An exact reproduction of all the entries is the expected answer.

**Data items**
____
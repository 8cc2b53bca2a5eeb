//! # Domain Module
//!
//! Reconciler errors, configuration, outcomes and counters.

pub mod errors;
pub mod value_objects;

pub use errors::*;
pub use value_objects::*;
//! # Subsystem Container
//!
//! Builds every subsystem once, in dependency order, and holds the shared
//! instances for the workers and the inbound API.
//!
//! ```text
//! Storage ──┬──→ SubmissionCoordinator (sl-03) ←── SimulatedLedger (sl-01)
//!           │            │                                 │
//!           │            ▼                                 ▼ events
//!           ├──→ DomainAdapters (sl-05)            InMemoryEventBus
//!           │     (registers finalizers)                   │
//!           └──→ EventReconciler (sl-04) ←── subscribe ────┘
//! ```

use crate::adapters::{PrometheusMetrics, Storage};
use crate::container::config::{ConfigError, RuntimeConfig};
use shared_bus::InMemoryEventBus;
use shared_types::{SystemTimeSource, TimeSource};
use sl_01_ledger_client::{ContractBinding, LedgerClient, SimulatedLedger, SupplyChainContract};
use sl_02_transaction_store::TransactionStore;
use sl_03_submission_coordinator::{ReconciliationApi, SubmissionCoordinator};
use sl_04_event_reconciler::EventReconciler;
use sl_05_domain_adapters::{ChainRegistrationAdapter, DomainAdapters, ItemLifecycleAdapter};
use std::sync::Arc;
use thiserror::Error;
use tracing::info;

/// Container construction errors.
#[derive(Debug, Error)]
pub enum ContainerError {
    /// Configuration rejected.
    #[error(transparent)]
    Config(#[from] ConfigError),

    /// A storage backend could not be opened.
    #[error("Storage initialization failed: {0}")]
    Storage(String),
}

/// Every subsystem instance of one running service.
pub struct LedgerContainer {
    /// Configuration the container was built from.
    pub config: RuntimeConfig,
    /// Event bus the ledger publishes on.
    pub bus: Arc<InMemoryEventBus>,
    /// Contract binding.
    pub binding: Arc<dyn ContractBinding>,
    /// In-process ledger.
    pub ledger: Arc<SimulatedLedger>,
    /// Persistence ports.
    pub storage: Storage,
    /// Clock shared by every subsystem.
    pub time: Arc<dyn TimeSource>,
    /// Submission coordinator (sl-03).
    pub coordinator: Arc<SubmissionCoordinator>,
    /// Event reconciler (sl-04).
    pub reconciler: Arc<EventReconciler>,
    /// Domain adapters (sl-05).
    pub domain: DomainAdapters,
}

impl LedgerContainer {
    /// Build with the configured storage backend and the system clock.
    pub fn new(config: RuntimeConfig) -> Result<Self, ContainerError> {
        config.validate()?;
        let storage = Storage::open(&config.storage).map_err(ContainerError::Storage)?;
        Ok(Self::with_parts(config, storage, Arc::new(SystemTimeSource)))
    }

    /// Build from explicit storage and clock.
    pub fn with_parts(config: RuntimeConfig, storage: Storage, time: Arc<dyn TimeSource>) -> Self {
        info!(
            contract = %config.ledger.contract_address,
            max_retries = config.submission.max_retries,
            "Initializing subsystems"
        );

        // sl-01: ledger boundary
        let bus = Arc::new(InMemoryEventBus::new());
        let binding: Arc<dyn ContractBinding> =
            Arc::new(SupplyChainContract::new(&config.ledger.contract_address));
        let ledger = Arc::new(SimulatedLedger::new(Arc::clone(&binding), Arc::clone(&bus)));
        let client: Arc<dyn LedgerClient> = Arc::clone(&ledger) as Arc<dyn LedgerClient>;

        // sl-03: coordinator over sl-02 records
        let records: Arc<dyn TransactionStore> = Arc::clone(&storage.records);
        let coordinator = Arc::new(
            SubmissionCoordinator::new(
                Arc::clone(&records),
                Arc::clone(&client),
                Arc::clone(&binding),
                Arc::clone(&time),
                config.submission.retry_policy(),
            )
            .with_metrics(Arc::new(PrometheusMetrics)),
        );

        // sl-05: adapters register their finalizers with the coordinator
        let domain = DomainAdapters::new(
            Arc::clone(&coordinator),
            Arc::clone(&storage.entities),
            Arc::clone(&time),
            config.domain.auth_cache_ttl,
        );

        // sl-04: reconciler drives the coordinator
        let reconciler = Arc::new(
            EventReconciler::new(
                Arc::clone(&coordinator) as Arc<dyn ReconciliationApi>,
                records,
                client,
                Arc::clone(&binding),
                Arc::clone(&storage.checkpoints),
                Arc::clone(&time),
                config.reconciler.reconciler_config(),
            )
            .with_metrics(Arc::new(PrometheusMetrics)),
        );

        info!("All subsystems initialized");

        Self {
            config,
            bus,
            binding,
            ledger,
            storage,
            time,
            coordinator,
            reconciler,
            domain,
        }
    }

    /// Chain registration API.
    pub fn chains(&self) -> Arc<ChainRegistrationAdapter> {
        self.domain.chains()
    }

    /// Item lifecycle API.
    pub fn items(&self) -> Arc<ItemLifecycleAdapter> {
        self.domain.items()
    }
}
____
**Answer for the task**
repository 8cc2b53bca2a5eeb
//! # Domain Module
//!
//! Reconciler errors, configuration, outcomes and counters.

pub mod errors;
pub mod value_objects;

pub use errors::*;
pub use value_objects::*;
//! # Subsystem Container
//!
//! Builds every subsystem once, in dependency order, and holds the shared
//! instances for the workers and the inbound API.
//!
//! ```text
//! Storage ──┬──→ SubmissionCoordinator (sl-03) ←── SimulatedLedger (sl-01)
//!           │            │                                 │
//!           │            ▼                                 ▼ events
//!           ├──→ DomainAdapters (sl-05)            InMemoryEventBus
//!           │     (registers finalizers)                   │
//!           └──→ EventReconciler (sl-04) ←── subscribe ────┘
//! ```

use crate::adapters::{PrometheusMetrics, Storage};
use crate::container::config::{ConfigError, RuntimeConfig};
use shared_bus::InMemoryEventBus;
use shared_types::{SystemTimeSource, TimeSource};
use sl_01_ledger_client::{ContractBinding, LedgerClient, SimulatedLedger, SupplyChainContract};
use sl_02_transaction_store::TransactionStore;
use sl_03_submission_coordinator::{ReconciliationApi, SubmissionCoordinator};
use sl_04_event_reconciler::EventReconciler;
use sl_05_domain_adapters::{ChainRegistrationAdapter, DomainAdapters, ItemLifecycleAdapter};
use std::sync::Arc;
use thiserror::Error;
use tracing::info;

/// Container construction errors.
#[derive(Debug, Error)]
pub enum ContainerError {
    /// Configuration rejected.
    #[error(transparent)]
    Config(#[from] ConfigError),

    /// A storage backend could not be opened.
    #[error("Storage initialization failed: {0}")]
    Storage(String),
}

/// Every subsystem instance of one running service.
pub struct LedgerContainer {
    /// Configuration the container was built from.
    pub config: RuntimeConfig,
    /// Event bus the ledger publishes on.
    pub bus: Arc<InMemoryEventBus>,
    /// Contract binding.
    pub binding: Arc<dyn ContractBinding>,
    /// In-process ledger.
    pub ledger: Arc<SimulatedLedger>,
    /// Persistence ports.
    pub storage: Storage,
    /// Clock shared by every subsystem.
    pub time: Arc<dyn TimeSource>,
    /// Submission coordinator (sl-03).
    pub coordinator: Arc<SubmissionCoordinator>,
    /// Event reconciler (sl-04).
    pub reconciler: Arc<EventReconciler>,
    /// Domain adapters (sl-05).
    pub domain: DomainAdapters,
}

impl LedgerContainer {
    /// Build with the configured storage backend and the system clock.
    pub fn new(config: RuntimeConfig) -> Result<Self, ContainerError> {
        config.validate()?;
        let storage = Storage::open(&config.storage).map_err(ContainerError::Storage)?;
        Ok(Self::with_parts(config, storage, Arc::new(SystemTimeSource)))
    }

    /// Build from explicit storage and clock.
    pub fn with_parts(config: RuntimeConfig, storage: Storage, time: Arc<dyn TimeSource>) -> Self {
        info!(
            contract = %config.ledger.contract_address,
            max_retries = config.submission.max_retries,
            "Initializing subsystems"
        );

        // sl-01: ledger boundary
        let bus = Arc::new(InMemoryEventBus::new());
        let binding: Arc<dyn ContractBinding> =
            Arc::new(SupplyChainContract::new(&config.ledger.contract_address));
        let ledger = Arc::new(SimulatedLedger::new(Arc::clone(&binding), Arc::clone(&bus)));
        let client: Arc<dyn LedgerClient> = Arc::clone(&ledger) as Arc<dyn LedgerClient>;

        // sl-03: coordinator over sl-02 records
        let records: Arc<dyn TransactionStore> = Arc::clone(&storage.records);
        let coordinator = Arc::new(
            SubmissionCoordinator::new(
                Arc::clone(&records),
                Arc::clone(&client),
                Arc::clone(&binding),
                Arc::clone(&time),
                config.submission.retry_policy(),
            )
            .with_metrics(Arc::new(PrometheusMetrics)),
        );

        // sl-05: adapters register their finalizers with the coordinator
        let domain = DomainAdapters::new(
            Arc::clone(&coordinator),
            Arc::clone(&storage.entities),
            Arc::clone(&time),
            config.domain.auth_cache_ttl,
        );

        // sl-04: reconciler drives the coordinator
        let reconciler = Arc::new(
            EventReconciler::new(
                Arc::clone(&coordinator) as Arc<dyn ReconciliationApi>,
                records,
                client,
                Arc::clone(&binding),
                Arc::clone(&storage.checkpoints),
                Arc::clone(&time),
                config.reconciler.reconciler_config(),
            )
            .with_metrics(Arc::new(PrometheusMetrics)),
        );

        info!("All subsystems initialized");

        Self {
            config,
            bus,
            binding,
            ledger,
            storage,
            time,
            coordinator,
            reconciler,
            domain,
        }
    }

    /// Chain registration API.
    pub fn chains(&self) -> Arc<ChainRegistrationAdapter> {
        self.domain.chains()
    }

    /// Item lifecycle API.
    pub fn items(&self) -> Arc<ItemLifecycleAdapter> {
        self.domain.items()
    }
}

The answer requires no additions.